(Input data Opens)

//! Container controller (C6): the capability seam the orchestrator (C7)
//! deploys through. Production wires [`docker::DockerEngine`]; tests wire
//! a fake. This is the redesign named in §9 ("Module-level Docker client
//! singleton: replace with a Container-engine capability injected into the
//! controller").

pub mod docker;

use std::{collections::HashMap, net::IpAddr};

use async_trait::async_trait;
use serde::{Deserialize, Serialize};

use crate::error::GordonResult;

/// The container port Gordon assumes every route's primary container
/// serves HTTP on, absent a per-route override in the deploy spec.
pub const DEFAULT_CONTAINER_PORT: u16 = 80;

/// Runtime status of a container, as tracked by C6/C7.
#[derive(Debug, Clone, Copy, PartialEq, Eq, Serialize, Deserialize)]
#[serde(rename_all = "lowercase")]
pub enum ContainerStatus {
    /// `docker create` has run, `docker start` has not.
    Creating,
    /// Running.
    Running,
    /// Stopped but not removed.
    Stopped,
    /// No longer exists on the engine.
    Gone,
}

/// A container record as reported by the engine.
#[derive(Debug, Clone, Serialize, Deserialize)]
pub struct ContainerRecord {
    /// Engine-assigned container id.
    pub id: String,
    /// The `gordon.domain` label value.
    pub domain: String,
    /// The image reference the container was created from.
    pub image: String,
    /// Current status.
    pub status: ContainerStatus,
    /// Network the container is attached to.
    pub network: Option<String>,
    /// The container's IP address on its attached network, if known.
    pub ip: Option<IpAddr>,
}

/// Parameters for [`ContainerEngine::create`].
#[derive(Debug, Clone, Default)]
pub struct CreateSpec {
    /// Route domain; becomes the `gordon.domain` label.
    pub domain: String,
    /// Image reference to create the container from.
    pub image: String,
    /// Environment variables to inject.
    pub env: HashMap<String, String>,
    /// Network to attach to, if any.
    pub network: Option<String>,
    /// Extra labels beyond `gordon.domain`.
    pub labels: HashMap<String, String>,
    /// Published ports, `container_port -> host_port`.
    pub ports: HashMap<u16, u16>,
    /// Docker restart policy name (`no`, `always`, `unless-stopped`, ...).
    pub restart_policy: String,
}

/// Options for [`ContainerEngine::logs`].
#[derive(Debug, Clone, Copy, Default)]
pub struct LogOptions {
    /// Return only the last N lines (`None` = all available).
    pub tail: Option<u32>,
    /// Whether to keep streaming new lines (admin `/logs` SSE support).
    pub follow: bool,
}

/// Credentials used to authenticate a pull against the registry.
#[derive(Debug, Clone, Default)]
pub struct PullAuth {
    /// Username, if any.
    pub username: Option<String>,
    /// Password or token, if any.
    pub password: Option<String>,
}

/// A locally cached image, as reported by the engine's image list.
#[derive(Debug, Clone, Serialize, Deserialize)]
pub struct ImageRecord {
    /// Engine-assigned image id.
    pub id: String,
    /// Repo:tag references pointing at this image.
    pub tags: Vec<String>,
    /// Size on disk, in bytes.
    pub size: u64,
}

/// Label applied to every container Gordon creates, used to discover
/// managed containers on startup reconciliation.
pub const DOMAIN_LABEL: &str = "gordon.domain";

/// The capability set the orchestrator needs from the container engine.
#[async_trait]
pub trait ContainerEngine: Send + Sync {
    /// Pulls `image_ref`, retrying transient failures with exponential
    /// backoff (handled by the implementation).
    async fn pull(&self, image_ref: &str, auth: &PullAuth) -> GordonResult<()>;

    /// Creates (but does not start) a container, returning its id.
    async fn create(&self, spec: &CreateSpec) -> GordonResult<String>;

    /// Starts a previously created container.
    async fn start(&self, id: &str) -> GordonResult<()>;

    /// Stops a running container, sending SIGTERM and waiting up to
    /// `grace_timeout_secs` before SIGKILL.
    async fn stop(&self, id: &str, grace_timeout_secs: u32) -> GordonResult<()>;

    /// Removes a stopped container.
    async fn remove(&self, id: &str) -> GordonResult<()>;

    /// Fetches the current record for a container.
    async fn inspect(&self, id: &str) -> GordonResult<ContainerRecord>;

    /// Fetches recent log lines (and optionally keeps streaming).
    async fn logs(&self, id: &str, opts: LogOptions) -> GordonResult<Vec<String>>;

    /// Ensures a bridge network named `name` exists.
    async fn ensure_network(&self, name: &str) -> GordonResult<()>;

    /// Lists every container carrying the [`DOMAIN_LABEL`].
    async fn list(&self) -> GordonResult<Vec<ContainerRecord>>;

    /// Lists locally cached images (admin `/images`).
    async fn list_images(&self) -> GordonResult<Vec<ImageRecord>>;

    /// Removes dangling/unused images, returning bytes reclaimed (admin
    /// `/images/prune`).
    async fn prune_images(&self) -> GordonResult<u64>;

    /// Runs `cmd` to completion inside a running container and returns its
    /// combined stdout/stderr. Used by the backup job runner to invoke
    /// `pg_dump`/`mysqldump`/`redis-cli --rdb` inside an attachment.
    async fn exec(&self, id: &str, cmd: Vec<String>) -> GordonResult<Vec<u8>>;
}

#[cfg(test)]
pub mod fake {
    //! An in-memory [`ContainerEngine`] fake used by orchestrator tests.
    //! Grounded on the trait-seam redesign note in §9 ("tests supply a
    //! fake").

    use super::*;
    use std::sync::Mutex;

    /// A fake engine tracking containers purely in memory.
    #[derive(Default)]
    pub struct FakeEngine {
        containers: Mutex<HashMap<String, ContainerRecord>>,
        pub fail_pull_for: Mutex<Option<String>>,
        next_id: Mutex<u64>,
        pub exec_log: Mutex<Vec<(String, Vec<String>)>>,
    }

    impl FakeEngine {
        /// Creates an empty fake engine.
        pub fn new() -> Self {
            Self::default()
        }

        /// Snapshot of all tracked containers, for assertions.
        pub fn snapshot(&self) -> Vec<ContainerRecord> {
            self.containers.lock().unwrap().values().cloned().collect()
        }
    }

    #[async_trait]
    impl ContainerEngine for FakeEngine {
        async fn pull(&self, image_ref: &str, _auth: &PullAuth) -> GordonResult<()> {
            if self.fail_pull_for.lock().unwrap().as_deref() == Some(image_ref) {
                return Err(crate::error::GordonError::ImagePullFailed(image_ref.to_string()));
            }
            Ok(())
        }

        async fn create(&self, spec: &CreateSpec) -> GordonResult<String> {
            let mut next_id = self.next_id.lock().unwrap();
            *next_id += 1;
            let id = format!("fake-{}", *next_id);
            self.containers.lock().unwrap().insert(
                id.clone(),
                ContainerRecord {
                    id: id.clone(),
                    domain: spec.domain.clone(),
                    image: spec.image.clone(),
                    status: ContainerStatus::Creating,
                    network: spec.network.clone(),
                    ip: Some("127.0.0.1".parse().unwrap()),
                },
            );
            Ok(id)
        }

        async fn start(&self, id: &str) -> GordonResult<()> {
            let mut containers = self.containers.lock().unwrap();
            let record = containers
                .get_mut(id)
                .ok_or_else(|| crate::error::GordonError::NotFound(id.to_string()))?;
            record.status = ContainerStatus::Running;
            Ok(())
        }

        async fn stop(&self, id: &str, _grace_timeout_secs: u32) -> GordonResult<()> {
            let mut containers = self.containers.lock().unwrap();
            if let Some(record) = containers.get_mut(id) {
                record.status = ContainerStatus::Stopped;
            }
            Ok(())
        }

        async fn remove(&self, id: &str) -> GordonResult<()> {
            self.containers.lock().unwrap().remove(id);
            Ok(())
        }

        async fn inspect(&self, id: &str) -> GordonResult<ContainerRecord> {
            self.containers
                .lock()
                .unwrap()
                .get(id)
                .cloned()
                .ok_or_else(|| crate::error::GordonError::NotFound(id.to_string()))
        }

        async fn logs(&self, _id: &str, _opts: LogOptions) -> GordonResult<Vec<String>> {
            Ok(vec![])
        }

        async fn ensure_network(&self, _name: &str) -> GordonResult<()> {
            Ok(())
        }

        async fn list(&self) -> GordonResult<Vec<ContainerRecord>> {
            Ok(self.snapshot())
        }

        async fn list_images(&self) -> GordonResult<Vec<ImageRecord>> {
            Ok(vec![])
        }

        async fn prune_images(&self) -> GordonResult<u64> {
            Ok(0)
        }

        async fn exec(&self, id: &str, cmd: Vec<String>) -> GordonResult<Vec<u8>> {
            self.exec_log.lock().unwrap().push((id.to_string(), cmd));
            Ok(b"fake-dump-output".to_vec())
        }
    }
}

(Input data Closes)

- [What this task involves]:
Copy only the entries from the first line to the line with "use crate::error::GordonResult;", each exactly as it appears.

- [Answer box]:
//! Container controller (C6): the capability seam the orchestrator (C7)
//! deploys through. Production wires [`docker::DockerEngine`]; tests wire
//! a fake. This is the redesign named in §9 ("Module-level Docker client
//! singleton: replace with a Container-engine capability injected into the
//! controller").

pub mod docker;

use std::{collections::HashMap, net::IpAddr};

use async_trait::async_trait;
use serde::{Deserialize, Serialize};

use crate::error::GordonResult;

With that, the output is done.